Markdown

GPU cluster commissioning and acceptance testing¶

Scope: the bring-up sequence from racked hardware to production sign-off, and the acceptance tests that justify putting a name on readiness. Strong bridge from existing provisioning and validation work.

flowchart TB
  PHYSICAL["Physical install"] --> OOB["OOB and firmware"]
  OOB --> STACK["OS, drivers, fabric"]
  STACK --> NODE["Single-node tests"]
  NODE --> MULTI["Multi-node collectives"]
  MULTI --> SIGNOFF["Recorded sign-off"]

Overview¶

Commissioning is the ordered process of turning installed hardware into a validated, production-ready cluster, ending in a defensible "done." The discipline is sequence and evidence: each layer is proven before the next is trusted, and sign-off rests on recorded acceptance criteria, not impressions.

Core knowledge¶

Bring-up sequence (layered, bottom up)¶

Physical and power-on: rack, cable, power.
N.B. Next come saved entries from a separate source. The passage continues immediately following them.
//! Registry of open tool connections, in registration order.

use std::sync::{Arc, Mutex, MutexGuard, PoisonError};

use tracing::debug;
use vibelink_protocol::frame;

use crate::connection::{Connection, ConnectionId, FrameBytes};

#[derive(Default)]
pub struct Registry {
    conns: Mutex<Vec<Arc<Connection>>>,
}

impl Registry {
    pub fn new() -> Self {
        Self::default()
    }

    fn lock(&self) -> MutexGuard<'_, Vec<Arc<Connection>>> {
        self.conns.lock().unwrap_or_else(PoisonError::into_inner)
    }

    pub fn add(&self, conn: Arc<Connection>) {
        debug!(conn = %conn.id(), "registered");
        self.lock().push(conn);
    }

    /// Returns whether `id` was registered.
    pub fn remove(&self, id: ConnectionId) -> bool {
        let mut conns = self.lock();
        let before = conns.len();
        conns.retain(|c| c.id() != id);
        before != conns.len()
    }

    /// Drops connections whose socket is gone. Returns how many were removed.
    pub fn prune(&self) -> usize {
        retain_connected(&mut self.lock())
    }

    /// Sends `text` to every open connection. Returns how many accepted it.
    pub fn broadcast(&self, text: &str) -> usize {
        self.broadcast_filtered(text, None)
    }

    /// Sends `text` to every open connection except `skip`.
    pub fn broadcast_except(&self, text: &str, skip: ConnectionId) -> usize {
        self.broadcast_filtered(text, Some(skip))
    }

    /// Prunes, encodes and queues under a single lock, so concurrent
    /// broadcasts reach every peer in the same order.
    fn broadcast_filtered(&self, text: &str, skip: Option<ConnectionId>) -> usize {
        let mut conns = self.lock();
        retain_connected(&mut conns);
        if conns.iter().all(|c| Some(c.id()) == skip) {
            return 0;
        }

        // Encoded once; every connection queues the same bytes.
        let bytes: FrameBytes = frame::encode_text(text.as_bytes()).into();
        conns
            .iter()
            .filter(|c| Some(c.id()) != skip)
            .filter(|c| c.send_frame(Arc::clone(&bytes)).is_ok())
            .count()
    }

    /// Closes and forgets every connection.
    pub fn close_all(&self) -> usize {
        let conns = std::mem::take(&mut *self.lock());
        for conn in &conns {
            conn.close();
        }
        conns.len()
    }

    pub fn len(&self) -> usize {
        self.lock().len()
    }

    pub fn is_empty(&self) -> bool {
        self.len() == 0
    }

    /// Ids in registration order.
    pub fn ids(&self) -> Vec<ConnectionId> {
        self.lock().iter().map(|c| c.id()).collect()
    }
}

fn retain_connected(conns: &mut Vec<Arc<Connection>>) -> usize {
    let before = conns.len();
    conns.retain(|c| c.is_connected());
    let removed = before - conns.len();
    if removed > 0 {
        debug!(removed, "pruned dead connections");
    }
    removed
}
//! WebSocket relay server for the VibeLink host.
//!
//! Accepts any number of tool connections, decodes their text frames into
//! pending actions, and executes those actions one at a time when the host
//! calls [`RelayServer::tick`]. Local commands (`ping`, `dump_hierarchy`)
//! are answered directly; everything else is relayed verbatim to the other
//! connected tools.

mod connection;
mod dispatcher;
mod queue;
mod registry;
mod server;

pub use connection::{Connection, ConnectionId, ConnectionState, SendError};
pub use dispatcher::{
    CommandRouter, DispatchError, Dispatcher, MatchMode, Route, SceneHost, SnapshotError,
};
pub use queue::{ActionQueue, PendingAction, Producer};
pub use registry::Registry;
pub use server::{DEFAULT_MAX_ACTIONS_PER_TICK, RelayServer, ServerConfig};

/// Outbound frame buffer per connection.
///
/// Responses and relayed commands are queued here by the host tick and
/// written by the connection's write pump. A full buffer drops the frame
/// rather than stalling the tick.
pub const SEND_BUFFER_SIZE: usize = 1024;

/// Errors produced by the relay server.
#[derive(Debug, thiserror::Error)]
pub enum ServerError {
    #[error("failed to bind port {port}: {source}")]
    Bind {
        port: u16,
        #[source]
        source: std::io::Error,
    },

    #[error("I/O error: {0}")]
    Io(#[from] std::io::Error),
}
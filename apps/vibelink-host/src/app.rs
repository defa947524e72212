//! Host orchestrator: relay lifecycle plus the main-thread tick loop.

use std::future::Future;
use std::io;
use std::path::PathBuf;
use std::time::Duration;

use serde::{Deserialize, Serialize};
use tokio::time::MissedTickBehavior;
use vibelink_protocol::{SceneDump, SceneNode};
use vibelink_server::{RelayServer, SceneHost, SnapshotError};

use crate::config::Config;

/// On-disk scene description: a named tree of nodes.
#[derive(Debug, Clone, Serialize, Deserialize)]
pub struct SceneFile {
    pub name: String,
    #[serde(default)]
    pub roots: Vec<SceneNode>,
}

/// Scene backed by a JSON file, re-read on every snapshot so edits show up
/// without restarting the host.
pub struct FileScene {
    path: Option<PathBuf>,
}

impl FileScene {
    pub fn new(path: Option<PathBuf>) -> Self {
        Self { path }
    }
}

impl SceneHost for FileScene {
    fn snapshot(&mut self) -> Result<SceneDump, SnapshotError> {
        let Some(path) = &self.path else {
            return Ok(SceneDump::empty());
        };
        let content = match std::fs::read_to_string(path) {
            Ok(content) => content,
            Err(e) if e.kind() == io::ErrorKind::NotFound => return Ok(SceneDump::empty()),
            Err(e) => return Err(e.into()),
        };
        let file: SceneFile = serde_json::from_str(&content)?;
        Ok(SceneDump::from_roots(file.name, &file.roots))
    }
}

/// Runs the host until Ctrl-C.
pub async fn run(config: Config) -> anyhow::Result<()> {
    let server = RelayServer::new(config.server_config());
    server.activate().await?;
    if server.is_running() {
        tracing::info!(port = server.port().await, "relay ready");
    } else {
        tracing::info!("auto start disabled, relay idle");
    }

    let mut scene = FileScene::new(config.scene_file.clone());
    let period = Duration::from_millis(config.tick_interval_ms.max(1));

    let shutdown = async {
        match tokio::signal::ctrl_c().await {
            Ok(()) => tracing::info!("SIGINT received, shutting down"),
            Err(e) => tracing::error!("failed to listen for Ctrl-C: {e}"),
        }
    };
    tick_until(&server, &mut scene, period, shutdown).await;

    server.deactivate().await;
    Ok(())
}

/// Ticks `server` every `period` until `shutdown` resolves.
pub async fn tick_until<H: SceneHost>(
    server: &RelayServer,
    scene: &mut H,
    period: Duration,
    shutdown: impl Future<Output = ()>,
) {
    let mut ticker = tokio::time::interval(period);
    ticker.set_missed_tick_behavior(MissedTickBehavior::Skip);
    tokio::pin!(shutdown);

    loop {
        tokio::select! {
            _ = &mut shutdown => break,
            _ = ticker.tick() => {
                let processed = server.tick(scene);
                if processed > 0 {
                    tracing::trace!(processed, "tick");
                }
            }
        }
    }
}

#[cfg(test)]
mod tests {
    use std::net::{IpAddr, Ipv4Addr};

    use super::*;
    use tokio::sync::oneshot;
    use vibelink_client::{ClientConfig, ToolClient};

    const WAIT: Duration = Duration::from_secs(3);

    fn write_scene(dir: &std::path::Path) -> PathBuf {
        let path = dir.join("scene.json");
        let json = serde_json::json!({
            "name": "Village",
            "roots": [
                {
                    "name": "House",
                    "id": 1,
                    "components": ["Transform", "MeshFilter"],
                    "children": [ { "name": "Door", "id": 2 } ]
                },
                { "name": "Sun", "id": 3, "components": ["Light (Disabled)"] }
            ]
        });
        std::fs::write(&path, json.to_string()).unwrap();
        path
    }

    #[test]
    fn no_scene_file_reports_no_active_scene() {
        let dump = FileScene::new(None).snapshot().unwrap();
        assert_eq!(dump.scene_name, "No Active Scene");
        assert!(dump.objects.is_empty());
    }

    #[test]
    fn missing_scene_file_reports_no_active_scene() {
        let tmp = tempfile::tempdir().unwrap();
        let dump = FileScene::new(Some(tmp.path().join("absent.json")))
            .snapshot()
            .unwrap();
        assert_eq!(dump.scene_name, "No Active Scene");
    }

    #[test]
    fn scene_file_is_flattened() {
        let tmp = tempfile::tempdir().unwrap();
        let mut scene = FileScene::new(Some(write_scene(tmp.path())));
        let dump = scene.snapshot().unwrap();

        assert_eq!(dump.scene_name, "Village");
        let names: Vec<_> = dump
            .objects
            .iter()
            .map(|o| (o.name.as_str(), o.parent_id))
            .collect();
        assert_eq!(names, vec![("House", 0), ("Door", 1), ("Sun", 0)]);
        assert_eq!(dump.objects[2].components, vec!["Light (Disabled)"]);
    }

    #[test]
    fn scene_file_is_reread() {
        let tmp = tempfile::tempdir().unwrap();
        let path = write_scene(tmp.path());
        let mut scene = FileScene::new(Some(path.clone()));
        assert_eq!(scene.snapshot().unwrap().objects.len(), 3);

        std::fs::write(&path, r#"{"name":"Empty"}"#).unwrap();
        let dump = scene.snapshot().unwrap();
        assert_eq!(dump.scene_name, "Empty");
        assert!(dump.objects.is_empty());
    }

    #[test]
    fn malformed_scene_file_is_error() {
        let tmp = tempfile::tempdir().unwrap();
        let path = tmp.path().join("scene.json");
        std::fs::write(&path, "{ not json").unwrap();
        assert!(matches!(
            FileScene::new(Some(path)).snapshot(),
            Err(SnapshotError::Json(_))
        ));
    }

    #[tokio::test]
    async fn tick_loop_answers_tools() {
        let tmp = tempfile::tempdir().unwrap();
        let config = Config {
            port: 0,
            bind_address: IpAddr::V4(Ipv4Addr::LOCALHOST),
            scene_file: Some(write_scene(tmp.path())),
            ..Config::default()
        };

        let server = RelayServer::new(config.server_config());
        server.activate().await.unwrap();
        let port = server.port().await;

        let (stop_tx, stop_rx) = oneshot::channel::<()>();
        let mut scene = FileScene::new(config.scene_file.clone());
        let host = tick_until(&server, &mut scene, Duration::from_millis(5), async {
            let _ = stop_rx.await;
        });

        let tool = async {
            let (client, mut inbox) = ToolClient::start(ClientConfig::with_port(port));
            client.send(r#"{"cmd":"dump_hierarchy"}"#).unwrap();
            let reply = tokio::time::timeout(WAIT, inbox.recv())
                .await
                .expect("no reply in time")
                .unwrap();
            client.stop().await;
            let _ = stop_tx.send(());
            reply
        };

        let ((), reply) = tokio::join!(host, tool);
        let value: serde_json::Value = serde_json::from_str(&reply).unwrap();
        assert_eq!(value["sceneName"], "Village");
        assert_eq!(value["objects"][1]["name"], "Door");
        assert_eq!(value["objects"][1]["parentId"], 1);

        server.deactivate().await;
        assert!(!server.is_running());
    }
}
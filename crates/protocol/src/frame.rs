//! WebSocket frame codec.
//!
//! # Wire format (RFC 6455 §5.2, subset)
//!
//! ```text
//! [1 byte: FIN(1) RSV(3) OPCODE(4)]
//! [1 byte: MASK(1) LEN(7)]
//!   LEN == 126 -> [2 bytes BE: payload length]
//!   LEN == 127 -> [8 bytes BE: payload length]
//! [4 bytes: mask key]            (only when MASK is set)
//! [payload length bytes: payload, XORed with the mask key]
//! ```
//!
//! Client frames are masked; server frames never are. Only text (1) and
//! close (8) carry meaning for the relay.

use tokio::io::{AsyncRead, AsyncReadExt};

use crate::error::FrameError;

/// FIN bit of the first header byte.
const FIN: u8 = 0x80;

/// MASK bit of the second header byte.
const MASK: u8 = 0x80;

/// WebSocket frame opcode.
#[derive(Debug, Clone, Copy, PartialEq, Eq)]
pub enum Opcode {
    /// UTF-8 text message (1).
    Text,
    /// Connection close (8).
    Close,
    /// Any other opcode; carried through but never interpreted.
    Other(u8),
}

impl Opcode {
    pub fn from_u8(value: u8) -> Self {
        match value & 0x0F {
            0x1 => Self::Text,
            0x8 => Self::Close,
            other => Self::Other(other),
        }
    }

    pub fn to_u8(self) -> u8 {
        match self {
            Self::Text => 0x1,
            Self::Close => 0x8,
            Self::Other(v) => v & 0x0F,
        }
    }
}

/// A single decoded WebSocket frame with its payload already unmasked.
#[derive(Debug, Clone, PartialEq, Eq)]
pub struct Frame {
    pub fin: bool,
    pub opcode: Opcode,
    /// Mask key the payload arrived with (client-to-server frames only).
    pub mask_key: Option<[u8; 4]>,
    pub payload: Vec<u8>,
}

impl Frame {
    pub fn is_masked(&self) -> bool {
        self.mask_key.is_some()
    }

    /// Close frames signal connection termination.
    pub fn is_close(&self) -> bool {
        self.opcode == Opcode::Close
    }

    pub fn is_text(&self) -> bool {
        self.opcode == Opcode::Text
    }

    /// Consumes the frame and returns its payload as text.
    ///
    /// Invalid UTF-8 sequences are replaced rather than rejected.
    pub fn into_text(self) -> String {
        match String::from_utf8(self.payload) {
            Ok(text) => text,
            Err(e) => String::from_utf8_lossy(e.as_bytes()).into_owned(),
        }
    }
}

/// Outcome of [`decode`] on a partially filled buffer.
#[derive(Debug, Clone, PartialEq, Eq)]
pub enum Decoded {
    /// A complete frame occupying the first `consumed` bytes of the buffer.
    Frame { frame: Frame, consumed: usize },
    /// At least `needed` more bytes are required before decoding can proceed.
    ///
    /// The count never extends past the end of the current frame, so a
    /// reader that fetches exactly `needed` bytes never over-reads.
    Incomplete { needed: usize },
}

/// Applies (or removes) the 4-byte XOR mask on a payload.
///
/// The operation is symmetric: applying the mask twice restores the input.
pub fn apply_mask(payload: &mut [u8], mask_key: &[u8; 4]) {
    for (i, byte) in payload.iter_mut().enumerate() {
        *byte ^= mask_key[i % 4];
    }
}

/// Decodes one frame from the start of `buf`.
///
/// Pure function: performs no I/O. Returns [`Decoded::Incomplete`] while the
/// header, extended length, mask key, or payload are still short.
pub fn decode(buf: &[u8], max_payload: usize) -> Result<Decoded, FrameError> {
    if buf.len() < 2 {
        return Ok(Decoded::Incomplete {
            needed: 2 - buf.len(),
        });
    }

    let fin = buf[0] & FIN != 0;
    let opcode = Opcode::from_u8(buf[0]);
    let masked = buf[1] & MASK != 0;
    let len7 = buf[1] & 0x7F;

    let ext_len = match len7 {
        126 => 2,
        127 => 8,
        _ => 0,
    };
    let header_len = 2 + ext_len + if masked { 4 } else { 0 };
    if buf.len() < header_len {
        return Ok(Decoded::Incomplete {
            needed: header_len - buf.len(),
        });
    }

    let payload_len = match len7 {
        126 => u16::from_be_bytes([buf[2], buf[3]]) as u64,
        127 => {
            let mut len = [0u8; 8];
            len.copy_from_slice(&buf[2..10]);
            u64::from_be_bytes(len)
        }
        n => n as u64,
    };
    if payload_len > max_payload as u64 {
        return Err(FrameError::TooLarge {
            len: payload_len,
            max: max_payload,
        });
    }

    let mask_key = masked.then(|| {
        let mut key = [0u8; 4];
        key.copy_from_slice(&buf[2 + ext_len..header_len]);
        key
    });

    let total = header_len + payload_len as usize;
    if buf.len() < total {
        return Ok(Decoded::Incomplete {
            needed: total - buf.len(),
        });
    }

    let mut payload = buf[header_len..total].to_vec();
    if let Some(key) = &mask_key {
        apply_mask(&mut payload, key);
    }

    Ok(Decoded::Frame {
        frame: Frame {
            fin,
            opcode,
            mask_key,
            payload,
        },
        consumed: total,
    })
}

/// Reads exactly one frame from the stream.
///
/// Short reads are accumulated until [`decode`] completes; EOF in the middle
/// of a frame surfaces as [`FrameError::Io`].
pub async fn read_frame<R: AsyncRead + Unpin>(
    reader: &mut R,
    max_payload: usize,
) -> Result<Frame, FrameError> {
    let mut buf = Vec::with_capacity(14);
    loop {
        match decode(&buf, max_payload)? {
            Decoded::Frame { frame, .. } => return Ok(frame),
            Decoded::Incomplete { needed } => {
                let start = buf.len();
                buf.resize(start + needed, 0);
                reader.read_exact(&mut buf[start..]).await?;
            }
        }
    }
}

/// Encodes a server-to-client text frame (FIN set, unmasked).
///
/// Payloads above 65535 bytes use the 8-byte length form with the top four
/// bytes always zero, so lengths beyond `u32::MAX` are not representable.
/// That limit is inherited from the tools on the other end of the link and
/// is far above any command or scene dump.
pub fn encode_text(payload: &[u8]) -> Vec<u8> {
    let mut out = Vec::with_capacity(payload.len() + 10);
    write_header(&mut out, Opcode::Text, payload.len(), false);
    out.extend_from_slice(payload);
    out
}

/// Encodes a client-to-server text frame masked with `mask_key`.
pub fn encode_masked_text(payload: &[u8], mask_key: [u8; 4]) -> Vec<u8> {
    let mut out = Vec::with_capacity(payload.len() + 14);
    write_header(&mut out, Opcode::Text, payload.len(), true);
    out.extend_from_slice(&mask_key);
    let start = out.len();
    out.extend_from_slice(payload);
    apply_mask(&mut out[start..], &mask_key);
    out
}

fn write_header(out: &mut Vec<u8>, opcode: Opcode, len: usize, masked: bool) {
    out.push(FIN | opcode.to_u8());
    let mask_bit = if masked { MASK } else { 0 };
    if len <= 125 {
        out.push(mask_bit | len as u8);
    } else if len <= u16::MAX as usize {
        out.push(mask_bit | 126);
        out.extend_from_slice(&(len as u16).to_be_bytes());
    } else {
        out.push(mask_bit | 127);
        out.extend_from_slice(&[0, 0, 0, 0]);
        out.extend_from_slice(&(len as u32).to_be_bytes());
    }
}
Confirm clean power-on, no alarms, fans/pumps nominal.
Out-of-band / BMC: reach every node over BMC/IPMI/Redfish, confirm inventory, set baselines (see provisioning and scheduling).
Firmware and BIOS: bring firmware/BIOS/BMC to the qualified baseline across the fleet; consistency matters as much as version.
OS and drivers: provision OS, GPU drivers, CUDA stack, OFED/network drivers, NCCL.
Fabric: subnet manager up, fabric validated and clean before any application test (see networking fabric).
Single-node validation: per-node GPU health, memory, NVLink, local bandwidth.
Multi-node validation: collectives across the fabric at realistic message sizes.
Burn-in and acceptance: sustained load to surface infant-mortality failures, then the formal acceptance suite.
Sign-off: recorded results against criteria, handover.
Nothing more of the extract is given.